- The U.S. money supply has risen significantly amid the pandemic.
- U.S. national debt is on its way to $27 trillion.
The pandemic has created a period of economic uncertainty as many countries enforce lockdown. During the pandemic, the Federal Reserve has also been handing out trillions in aid via methods including quantitative easing and direct-payments (stimulus). However, the U.S. money supply has been rising rapidly since the start of the pandemic.
The M1 money supply includes coins and paper currency in circulation, representing the most liquid part of the overall money supply. While it looks like the M1 money supply is beginning to decrease, it is still up over $1 trillion from January. Furthermore, amid the new influx of money, U.S. bank deposit inflows are surging like never before, The Crypto Associate reports.
The recent growth in the money supply may have longer-term consequences. A substantial rise in inflation may adversely affect the U.S. dollar, the world’s current reserve currency.
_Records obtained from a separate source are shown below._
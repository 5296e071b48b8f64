//! `Keynote` over Apple Events, via JavaScript for Automation.
//!
//! Every operation is one short JXA program. Documents are looked up by id
//! on each call, so nothing is held between calls and a script that dies
//! leaves no dangling state behind on this side.

use std::path::Path;
use std::time::Duration;

use serde::de::DeserializeOwned;

use super::{DocumentId, ExportFormat, Keynote, KeynoteError};
use crate::cleanup::{ItemClass, ItemKind, ItemRef, Placeholder, SlideItem};
use crate::osascript::{self, Script};

/// Prepends the helpers every Keynote script uses.
macro_rules! keynote_script {
    ($name:literal, $body:literal) => {
        Script::jxa(
            $name,
            concat!(
                "const app = Application('Keynote');\n",
                "function doc(id) { return app.documents.byId(id); }\n",
                "function slide(id, i) { return doc(id).slides[Number(i)]; }\n",
                $body
            ),
        )
    };
}

const ACTIVATE: Script = keynote_script!(
    "activate",
    "function run(argv) { app.activate(); return ''; }"
);

const OPEN: Script = keynote_script!(
    "open",
    r#"function run(argv) {
    const opened = app.open(Path(argv[0]));
    const d = Array.isArray(opened) ? opened[0] : opened;
    return JSON.stringify(d.id());
}"#
);

const SLIDE_COUNT: Script = keynote_script!(
    "slide-count",
    "function run(argv) { return JSON.stringify(doc(argv[0]).slides.length); }"
);

const SHOW_SLIDE: Script = keynote_script!(
    "show-slide",
    r#"function run(argv) {
    doc(argv[0]).currentSlide = slide(argv[0], argv[1]);
    return '';
}"#
);

const SLIDE_ITEMS: Script = keynote_script!(
    "slide-items",
    r#"function describe(kind, items) {
    return items.map(function (item, index) {
        let font = null;
        try { font = item.objectText.font(); } catch (e) {}
        let locked = false;
        try { locked = item.locked(); } catch (e) {}
        const shown = Automation.getDisplayString(item);
        let placeholder = null;
        if (shown.indexOf('defaultTitleItem') >= 0) placeholder = 'title';
        else if (shown.indexOf('defaultBodyItem') >= 0) placeholder = 'body';
        return { kind: kind, index: index, font: font, locked: locked, placeholder: placeholder };
    });
}
function run(argv) {
    const s = slide(argv[0], argv[1]);
    return JSON.stringify(describe('text_item', s.textItems()).concat(describe('shape', s.shapes())));
}"#
);

const HIDE_PLACEHOLDER: Script = keynote_script!(
    "hide-placeholder",
    r#"function run(argv) {
    const s = slide(argv[0], argv[1]);
    const prop = argv[2] === 'title' ? 'titleShowing' : 'bodyShowing';
    if (!s[prop]()) return JSON.stringify(false);
    s[prop] = false;
    return JSON.stringify(true);
}"#
);

const DELETE_ITEM: Script = keynote_script!(
    "delete-item",
    r#"function run(argv) {
    const s = slide(argv[0], argv[1]);
    const items = argv[2] === 'shape' ? s.shapes : s.textItems;
    items[Number(argv[3])].delete();
    return '';
}"#
);

const DELETE_ALL: Script = keynote_script!(
    "delete-all",
    r#"function run(argv) {
    const items = slide(argv[0], argv[1])[argv[2]]();
    for (let i = items.length - 1; i >= 0; i--) items[i].delete();
    return JSON.stringify(items.length);
}"#
);

const IMAGE_COUNT: Script = keynote_script!(
    "image-count",
    "function run(argv) { return JSON.stringify(slide(argv[0], argv[1]).images.length); }"
);

const SELECT_IMAGE: Script = keynote_script!(
    "select-image",
    r#"function run(argv) {
    doc(argv[0]).selection = [slide(argv[0], argv[1]).images[Number(argv[2])]];
    return '';
}"#
);

const EXPORT: Script = keynote_script!(
    "export",
    r#"function run(argv) {
    const d = doc(argv[0]);
    if (argv[2] === 'pdf') {
        app.export(d, { to: Path(argv[1]), as: 'PDF',
            withProperties: { PDFImageQuality: argv[3], skippedSlides: true } });
    } else {
        app.export(d, { to: Path(argv[1]), as: 'slide images',
            withProperties: { imageFormat: 'PNG', skippedSlides: true } });
    }
    return '';
}"#
);

const CLOSE: Script = keynote_script!(
    "close",
    r#"function run(argv) {
    doc(argv[0]).close({ saving: argv[1] });
    return '';
}"#
);

// ---------------------------------------------------------------------------
// Argument encoding
// ---------------------------------------------------------------------------

fn kind_arg(kind: ItemKind) -> &'static str {
    match kind {
        ItemKind::TextItem => "text_item",
        ItemKind::Shape => "shape",
    }
}

fn placeholder_arg(placeholder: Placeholder) -> &'static str {
    match placeholder {
        Placeholder::Title => "title",
        Placeholder::Body => "body",
    }
}

/// The JXA element collection name for `class`.
fn class_arg(class: ItemClass) -> &'static str {
    match class {
        ItemClass::Charts => "charts",
        ItemClass::Images => "images",
        ItemClass::Groups => "groups",
        ItemClass::Lines => "lines",
        ItemClass::Tables => "tables",
    }
}

fn export_args(doc: &DocumentId, to: &Path, format: ExportFormat) -> Vec<String> {
    let to = to.to_string_lossy().into_owned();
    match format {
        ExportFormat::Pdf { quality } => vec![
            doc.0.clone(),
            to,
            "pdf".into(),
            quality.as_keynote().into(),
        ],
        ExportFormat::SlideImages => vec![doc.0.clone(), to, "images".into(), String::new()],
    }
}

fn decode<T: DeserializeOwned>(script: &Script, reply: &str) -> Result<T, KeynoteError> {
    serde_json::from_str(reply).map_err(|e| KeynoteError::Reply {
        script: script.name,
        reason: format!("{e} in {reply:?}"),
    })
}

// ---------------------------------------------------------------------------
// ScriptedKeynote
// ---------------------------------------------------------------------------

/// Drives the running Keynote app through `osascript`.
pub struct ScriptedKeynote {
    script_timeout: Duration,
    export_timeout: Duration,
}

impl ScriptedKeynote {
    pub fn new(script_timeout: Duration, export_timeout: Duration) -> Self {
        ScriptedKeynote {
            script_timeout,
            export_timeout,
        }
    }

    fn run(&self, script: &Script, args: &[&str]) -> Result<String, KeynoteError> {
        Ok(osascript::run(script, args, self.script_timeout)?)
    }

    fn query<T: DeserializeOwned>(
        &self,
        script: &Script,
        args: &[&str],
    ) -> Result<T, KeynoteError> {
        let reply = self.run(script, args)?;
        decode(script, &reply)
    }
}

impl Keynote for ScriptedKeynote {
    fn activate(&self) -> Result<(), KeynoteError> {
        self.run(&ACTIVATE, &[])?;
        Ok(())
    }

    fn open(&self, path: &Path) -> Result<DocumentId, KeynoteError> {
        let path = path.to_string_lossy();
        let id: String = self.query(&OPEN, &[&path])?;
        log::debug!("keynote: opened {} as {}", path, id);
        Ok(DocumentId(id))
    }

    fn slide_count(&self, doc: &DocumentId) -> Result<usize, KeynoteError> {
        self.query(&SLIDE_COUNT, &[&doc.0])
    }

    fn show_slide(&self, doc: &DocumentId, slide: usize) -> Result<(), KeynoteError> {
        self.run(&SHOW_SLIDE, &[&doc.0, &slide.to_string()])?;
        Ok(())
    }

    fn slide_items(&self, doc: &DocumentId, slide: usize) -> Result<Vec<SlideItem>, KeynoteError> {
        self.query(&SLIDE_ITEMS, &[&doc.0, &slide.to_string()])
    }

    fn hide_placeholder(
        &self,
        doc: &DocumentId,
        slide: usize,
        placeholder: Placeholder,
    ) -> Result<bool, KeynoteError> {
        self.query(
            &HIDE_PLACEHOLDER,
            &[&doc.0, &slide.to_string(), placeholder_arg(placeholder)],
        )
    }

    fn delete_item(
        &self,
        doc: &DocumentId,
        slide: usize,
        item: ItemRef,
    ) -> Result<(), KeynoteError> {
        self.run(
            &DELETE_ITEM,
            &[
                &doc.0,
                &slide.to_string(),
                kind_arg(item.kind),
                &item.index.to_string(),
            ],
        )?;
        Ok(())
    }

    fn delete_all(
        &self,
        doc: &DocumentId,
        slide: usize,
        class: ItemClass,
    ) -> Result<usize, KeynoteError> {
        self.query(&DELETE_ALL, &[&doc.0, &slide.to_string(), class_arg(class)])
    }

    fn image_count(&self, doc: &DocumentId, slide: usize) -> Result<usize, KeynoteError> {
        self.query(&IMAGE_COUNT, &[&doc.0, &slide.to_string()])
    }

    fn select_image(
        &self,
        doc: &DocumentId,
        slide: usize,
        index: usize,
    ) -> Result<(), KeynoteError> {
        self.run(
            &SELECT_IMAGE,
            &[&doc.0, &slide.to_string(), &index.to_string()],
        )?;
        Ok(())
    }

    fn export(
        &self,
        doc: &DocumentId,
        to: &Path,
        format: ExportFormat,
    ) -> Result<(), KeynoteError> {
        let started = std::time::Instant::now();
        osascript::run(&EXPORT, export_args(doc, to, format), self.export_timeout)?;
        log::info!(
            "keynote: exported {} to {} in {:.1}s",
            doc,
            to.display(),
            started.elapsed().as_secs_f64()
        );
        Ok(())
    }

    fn close(&self, doc: &DocumentId, saving: bool) -> Result<(), KeynoteError> {
        self.run(&CLOSE, &[&doc.0, if saving { "yes" } else { "no" }])?;
        Ok(())
    }
}

// ---------------------------------------------------------------------------
// Tests
// ---------------------------------------------------------------------------

#[cfg(test)]
mod tests {
    use super::*;
    use crate::config::PdfImageQuality;

    #[test]
    fn scripts_carry_the_shared_helpers() {
        for script in [&OPEN, &SLIDE_ITEMS, &DELETE_ALL, &EXPORT, &CLOSE] {
            assert!(script.source.starts_with("const app = Application('Keynote');"));
            assert!(script.source.contains("function run(argv)"));
        }
    }

    #[test]
    fn placeholder_detection_uses_display_strings() {
        assert!(SLIDE_ITEMS.source.contains("defaultTitleItem"));
        assert!(SLIDE_ITEMS.source.contains("defaultBodyItem"));
        assert!(SLIDE_ITEMS.source.contains("'text_item'"));
        assert!(SLIDE_ITEMS.source.contains("'shape'"));
    }

    #[test]
    fn export_includes_skipped_slides() {
        assert_eq!(EXPORT.source.matches("skippedSlides: true").count(), 2);
        assert!(!EXPORT.source.contains("skippedSlides: false"));
    }

    #[test]
    fn export_args_select_format() {
        let doc = DocumentId("ABC".into());
        let to = Path::new("/tmp/deck-pdf.pdf");
        assert_eq!(
            export_args(&doc, to, ExportFormat::Pdf { quality: PdfImageQuality::Best }),
            ["ABC", "/tmp/deck-pdf.pdf", "pdf", "Best"]
        );
        assert_eq!(
            export_args(&doc, to, ExportFormat::SlideImages)[2],
            "images"
        );
    }

    #[test]
    fn collection_names_match_jxa() {
        let names: Vec<_> = ItemClass::ALL.iter().map(|c| class_arg(*c)).collect();
        assert_eq!(names, ["charts", "images", "groups", "lines", "tables"]);
    }

    #[test]
    fn decode_reports_script_name() {
        let err = decode::<usize>(&SLIDE_COUNT, "not json").unwrap_err();
        match err {
            KeynoteError::Reply { script, .. } => assert_eq!(script, "slide-count"),
            other => panic!("unexpected error {other:?}"),
        }
    }

    #[test]
    fn decode_reads_listing_and_scalars() {
        let items: Vec<SlideItem> = decode(
            &SLIDE_ITEMS,
            r#"[{"kind":"shape","index":0,"font":"Roboto-Bold","locked":false,"placeholder":null}]"#,
        )
        .unwrap();
        assert_eq!(items.len(), 1);
        assert_eq!(decode::<usize>(&IMAGE_COUNT, "3").unwrap(), 3);
        assert!(decode::<bool>(&HIDE_PLACEHOLDER, "true").unwrap());
        assert_eq!(decode::<String>(&OPEN, r#""doc-id""#).unwrap(), "doc-id");
    }
}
U.S. National Debt On Its Way To $27 Trillion
In addition to the U.S money supply, the national debt has also been rising rapidly amid the pandemic. As reported previously by The Crypto Associate, the U.S. national debt is now on its way to a record $27 trillion. Furthermore, The Committee for a Responsible Federal Budget, a non-partisan organization, estimates that federal debt will grow by $4 trillion in 2020.
The rising national debt may also affect the U.S. dollar in the long term as concerns over the country’s ability to sustain the evergrowing debt arise.